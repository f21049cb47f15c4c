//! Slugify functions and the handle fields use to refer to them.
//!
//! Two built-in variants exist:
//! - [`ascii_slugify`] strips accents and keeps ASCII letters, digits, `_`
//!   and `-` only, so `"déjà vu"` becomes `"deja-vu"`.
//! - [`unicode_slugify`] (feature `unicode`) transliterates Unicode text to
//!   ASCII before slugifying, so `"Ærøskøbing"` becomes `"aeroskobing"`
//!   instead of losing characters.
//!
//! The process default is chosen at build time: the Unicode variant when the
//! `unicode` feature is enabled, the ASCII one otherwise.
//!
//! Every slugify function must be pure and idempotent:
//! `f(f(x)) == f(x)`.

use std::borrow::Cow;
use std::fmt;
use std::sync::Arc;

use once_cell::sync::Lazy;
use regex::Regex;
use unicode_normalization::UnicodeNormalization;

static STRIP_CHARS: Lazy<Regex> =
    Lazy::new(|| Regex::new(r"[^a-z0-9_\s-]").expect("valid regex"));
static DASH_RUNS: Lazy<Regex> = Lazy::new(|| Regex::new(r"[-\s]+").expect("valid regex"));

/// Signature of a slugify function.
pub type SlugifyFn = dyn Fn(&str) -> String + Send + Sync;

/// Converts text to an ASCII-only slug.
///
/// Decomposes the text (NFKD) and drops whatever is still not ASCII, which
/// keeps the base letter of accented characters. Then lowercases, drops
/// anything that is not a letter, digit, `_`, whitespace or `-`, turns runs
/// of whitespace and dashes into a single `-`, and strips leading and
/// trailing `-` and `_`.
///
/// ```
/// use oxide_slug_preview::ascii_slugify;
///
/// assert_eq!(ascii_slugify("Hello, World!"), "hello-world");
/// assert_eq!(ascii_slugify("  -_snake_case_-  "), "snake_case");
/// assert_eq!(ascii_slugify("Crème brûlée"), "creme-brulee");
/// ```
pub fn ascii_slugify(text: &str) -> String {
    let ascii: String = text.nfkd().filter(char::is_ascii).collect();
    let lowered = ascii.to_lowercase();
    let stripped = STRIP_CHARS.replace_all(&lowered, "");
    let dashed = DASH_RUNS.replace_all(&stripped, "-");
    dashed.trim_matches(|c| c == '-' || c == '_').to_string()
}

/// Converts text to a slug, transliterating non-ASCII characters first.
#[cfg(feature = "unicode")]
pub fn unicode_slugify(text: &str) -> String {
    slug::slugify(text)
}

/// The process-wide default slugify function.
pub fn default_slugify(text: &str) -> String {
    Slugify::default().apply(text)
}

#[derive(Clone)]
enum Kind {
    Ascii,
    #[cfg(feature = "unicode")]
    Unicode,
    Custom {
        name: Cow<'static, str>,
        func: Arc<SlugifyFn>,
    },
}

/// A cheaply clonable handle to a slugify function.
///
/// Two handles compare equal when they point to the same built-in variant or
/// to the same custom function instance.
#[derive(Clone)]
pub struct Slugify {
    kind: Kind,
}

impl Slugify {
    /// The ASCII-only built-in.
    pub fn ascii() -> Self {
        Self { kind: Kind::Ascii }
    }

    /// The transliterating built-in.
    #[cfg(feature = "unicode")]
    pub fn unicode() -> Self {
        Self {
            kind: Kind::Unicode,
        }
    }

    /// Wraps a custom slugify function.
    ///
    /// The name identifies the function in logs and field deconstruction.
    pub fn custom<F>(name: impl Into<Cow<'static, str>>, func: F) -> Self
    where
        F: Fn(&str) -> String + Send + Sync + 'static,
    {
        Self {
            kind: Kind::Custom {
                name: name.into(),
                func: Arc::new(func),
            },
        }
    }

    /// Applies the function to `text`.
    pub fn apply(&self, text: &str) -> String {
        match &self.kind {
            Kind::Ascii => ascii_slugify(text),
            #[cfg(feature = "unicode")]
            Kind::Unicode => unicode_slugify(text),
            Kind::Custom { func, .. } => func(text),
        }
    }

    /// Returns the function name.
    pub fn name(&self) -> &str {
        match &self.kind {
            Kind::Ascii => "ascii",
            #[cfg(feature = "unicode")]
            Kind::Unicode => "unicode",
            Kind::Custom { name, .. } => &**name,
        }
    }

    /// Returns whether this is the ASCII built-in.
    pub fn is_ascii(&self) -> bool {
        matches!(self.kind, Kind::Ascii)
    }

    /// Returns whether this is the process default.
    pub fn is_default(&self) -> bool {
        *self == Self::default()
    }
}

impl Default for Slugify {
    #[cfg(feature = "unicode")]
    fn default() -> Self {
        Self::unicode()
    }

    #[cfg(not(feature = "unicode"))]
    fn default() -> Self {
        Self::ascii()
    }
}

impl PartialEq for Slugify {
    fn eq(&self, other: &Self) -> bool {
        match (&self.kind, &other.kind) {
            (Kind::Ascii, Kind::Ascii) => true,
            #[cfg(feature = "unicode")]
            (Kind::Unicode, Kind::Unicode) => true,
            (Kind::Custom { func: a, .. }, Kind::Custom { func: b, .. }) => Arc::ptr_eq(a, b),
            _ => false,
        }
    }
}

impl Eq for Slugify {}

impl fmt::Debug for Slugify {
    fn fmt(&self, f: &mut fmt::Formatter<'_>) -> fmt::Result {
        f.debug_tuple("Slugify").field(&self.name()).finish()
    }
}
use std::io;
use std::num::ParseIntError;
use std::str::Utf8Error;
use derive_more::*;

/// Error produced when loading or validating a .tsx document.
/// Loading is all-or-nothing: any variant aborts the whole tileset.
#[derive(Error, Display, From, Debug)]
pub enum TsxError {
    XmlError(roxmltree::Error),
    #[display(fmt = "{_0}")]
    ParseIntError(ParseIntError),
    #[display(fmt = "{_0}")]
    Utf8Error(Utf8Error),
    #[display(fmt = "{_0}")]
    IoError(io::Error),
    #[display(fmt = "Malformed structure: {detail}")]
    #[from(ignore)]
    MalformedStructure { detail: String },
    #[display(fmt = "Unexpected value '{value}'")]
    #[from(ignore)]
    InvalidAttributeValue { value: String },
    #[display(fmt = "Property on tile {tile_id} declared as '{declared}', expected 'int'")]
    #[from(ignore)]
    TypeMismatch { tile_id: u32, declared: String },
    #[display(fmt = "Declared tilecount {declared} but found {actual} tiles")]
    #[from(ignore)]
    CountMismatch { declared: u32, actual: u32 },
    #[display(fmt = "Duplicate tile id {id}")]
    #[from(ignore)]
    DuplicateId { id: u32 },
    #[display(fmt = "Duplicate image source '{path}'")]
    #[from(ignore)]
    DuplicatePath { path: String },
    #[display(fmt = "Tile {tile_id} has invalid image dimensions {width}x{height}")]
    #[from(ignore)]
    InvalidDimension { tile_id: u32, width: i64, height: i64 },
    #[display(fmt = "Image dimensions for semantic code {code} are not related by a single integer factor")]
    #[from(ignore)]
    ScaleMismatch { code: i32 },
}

§ §

WHAT YOU ARE ASKED TO DO:
Nothing should be altered. Set down all the data again.

ANSWER TO THIS PROBLEM:
repository f21049cb47f15c4c
//! Slugify functions and the handle fields use to refer to them.
//!
//! Two built-in variants exist:
//! - [`ascii_slugify`] strips accents and keeps ASCII letters, digits, `_`
//!   and `-` only, so `"déjà vu"` becomes `"deja-vu"`.
//! - [`unicode_slugify`] (feature `unicode`) transliterates Unicode text to
//!   ASCII before slugifying, so `"Ærøskøbing"` becomes `"aeroskobing"`
//!   instead of losing characters.
//!
//! The process default is chosen at build time: the Unicode variant when the
//! `unicode` feature is enabled, the ASCII one otherwise.
//!
//! Every slugify function must be pure and idempotent:
//! `f(f(x)) == f(x)`.

use std::borrow::Cow;
use std::fmt;
use std::sync::Arc;

use once_cell::sync::Lazy;
use regex::Regex;
use unicode_normalization::UnicodeNormalization;

static STRIP_CHARS: Lazy<Regex> =
    Lazy::new(|| Regex::new(r"[^a-z0-9_\s-]").expect("valid regex"));
static DASH_RUNS: Lazy<Regex> = Lazy::new(|| Regex::new(r"[-\s]+").expect("valid regex"));

/// Signature of a slugify function.
pub type SlugifyFn = dyn Fn(&str) -> String + Send + Sync;

/// Converts text to an ASCII-only slug.
///
/// Decomposes the text (NFKD) and drops whatever is still not ASCII, which
/// keeps the base letter of accented characters. Then lowercases, drops
/// anything that is not a letter, digit, `_`, whitespace or `-`, turns runs
/// of whitespace and dashes into a single `-`, and strips leading and
/// trailing `-` and `_`.
///
/// ```
/// use oxide_slug_preview::ascii_slugify;
///
/// assert_eq!(ascii_slugify("Hello, World!"), "hello-world");
/// assert_eq!(ascii_slugify("  -_snake_case_-  "), "snake_case");
/// assert_eq!(ascii_slugify("Crème brûlée"), "creme-brulee");
/// ```
pub fn ascii_slugify(text: &str) -> String {
    let ascii: String = text.nfkd().filter(char::is_ascii).collect();
    let lowered = ascii.to_lowercase();
    let stripped = STRIP_CHARS.replace_all(&lowered, "");
    let dashed = DASH_RUNS.replace_all(&stripped, "-");
    dashed.trim_matches(|c| c == '-' || c == '_').to_string()
}

/// Converts text to a slug, transliterating non-ASCII characters first.
#[cfg(feature = "unicode")]
pub fn unicode_slugify(text: &str) -> String {
    slug::slugify(text)
}

/// The process-wide default slugify function.
pub fn default_slugify(text: &str) -> String {
    Slugify::default().apply(text)
}

#[derive(Clone)]
enum Kind {
    Ascii,
    #[cfg(feature = "unicode")]
    Unicode,
    Custom {
        name: Cow<'static, str>,
        func: Arc<SlugifyFn>,
    },
}

/// A cheaply clonable handle to a slugify function.
///
/// Two handles compare equal when they point to the same built-in variant or
/// to the same custom function instance.
#[derive(Clone)]
pub struct Slugify {
    kind: Kind,
}

impl Slugify {
    /// The ASCII-only built-in.
    pub fn ascii() -> Self {
        Self { kind: Kind::Ascii }
    }

    /// The transliterating built-in.
    #[cfg(feature = "unicode")]
    pub fn unicode() -> Self {
        Self {
            kind: Kind::Unicode,
        }
    }

    /// Wraps a custom slugify function.
    ///
    /// The name identifies the function in logs and field deconstruction.
    pub fn custom<F>(name: impl Into<Cow<'static, str>>, func: F) -> Self
    where
        F: Fn(&str) -> String + Send + Sync + 'static,
    {
        Self {
            kind: Kind::Custom {
                name: name.into(),
                func: Arc::new(func),
            },
        }
    }

    /// Applies the function to `text`.
    pub fn apply(&self, text: &str) -> String {
        match &self.kind {
            Kind::Ascii => ascii_slugify(text),
            #[cfg(feature = "unicode")]
            Kind::Unicode => unicode_slugify(text),
            Kind::Custom { func, .. } => func(text),
        }
    }

    /// Returns the function name.
    pub fn name(&self) -> &str {
        match &self.kind {
            Kind::Ascii => "ascii",
            #[cfg(feature = "unicode")]
            Kind::Unicode => "unicode",
            Kind::Custom { name, .. } => &**name,
        }
    }

    /// Returns whether this is the ASCII built-in.
    pub fn is_ascii(&self) -> bool {
        matches!(self.kind, Kind::Ascii)
    }

    /// Returns whether this is the process default.
    pub fn is_default(&self) -> bool {
        *self == Self::default()
    }
}

impl Default for Slugify {
    #[cfg(feature = "unicode")]
    fn default() -> Self {
        Self::unicode()
    }

    #[cfg(not(feature = "unicode"))]
    fn default() -> Self {
        Self::ascii()
    }
}

impl PartialEq for Slugify {
    fn eq(&self, other: &Self) -> bool {
        match (&self.kind, &other.kind) {
            (Kind::Ascii, Kind::Ascii) => true,
            #[cfg(feature = "unicode")]
            (Kind::Unicode, Kind::Unicode) => true,
            (Kind::Custom { func: a, .. }, Kind::Custom { func: b, .. }) => Arc::ptr_eq(a, b),
            _ => false,
        }
    }
}

impl Eq for Slugify {}

impl fmt::Debug for Slugify {
    fn fmt(&self, f: &mut fmt::Formatter<'_>) -> fmt::Result {
        f.debug_tuple("Slugify").field(&self.name()).finish()
    }
}
use std::io;
use std::num::ParseIntError;
use std::str::Utf8Error;
use derive_more::*;

/// Error produced when loading or validating a .tsx document.
/// Loading is all-or-nothing: any variant aborts the whole tileset.
#[derive(Error, Display, From, Debug)]
pub enum TsxError {
    XmlError(roxmltree::Error),
    #[display(fmt = "{_0}")]
    ParseIntError(ParseIntError),
    #[display(fmt = "{_0}")]
    Utf8Error(Utf8Error),
    #[display(fmt = "{_0}")]
    IoError(io::Error),
    #[display(fmt = "Malformed structure: {detail}")]
    #[from(ignore)]
    MalformedStructure { detail: String },
    #[display(fmt = "Unexpected value '{value}'")]
    #[from(ignore)]
    InvalidAttributeValue { value: String },
    #[display(fmt = "Property on tile {tile_id} declared as '{declared}', expected 'int'")]
    #[from(ignore)]
    TypeMismatch { tile_id: u32, declared: String },
    #[display(fmt = "Declared tilecount {declared} but found {actual} tiles")]
    #[from(ignore)]
    CountMismatch { declared: u32, actual: u32 },
    #[display(fmt = "Duplicate tile id {id}")]
    #[from(ignore)]
    DuplicateId { id: u32 },
    #[display(fmt = "Duplicate image source '{path}'")]
    #[from(ignore)]
    DuplicatePath { path: String },
    #[display(fmt = "Tile {tile_id} has invalid image dimensions {width}x{height}")]
    #[from(ignore)]
    InvalidDimension { tile_id: u32, width: i64, height: i64 },
    #[display(fmt = "Image dimensions for semantic code {code} are not related by a single integer factor")]
    #[from(ignore)]
    ScaleMismatch { code: i32 },
}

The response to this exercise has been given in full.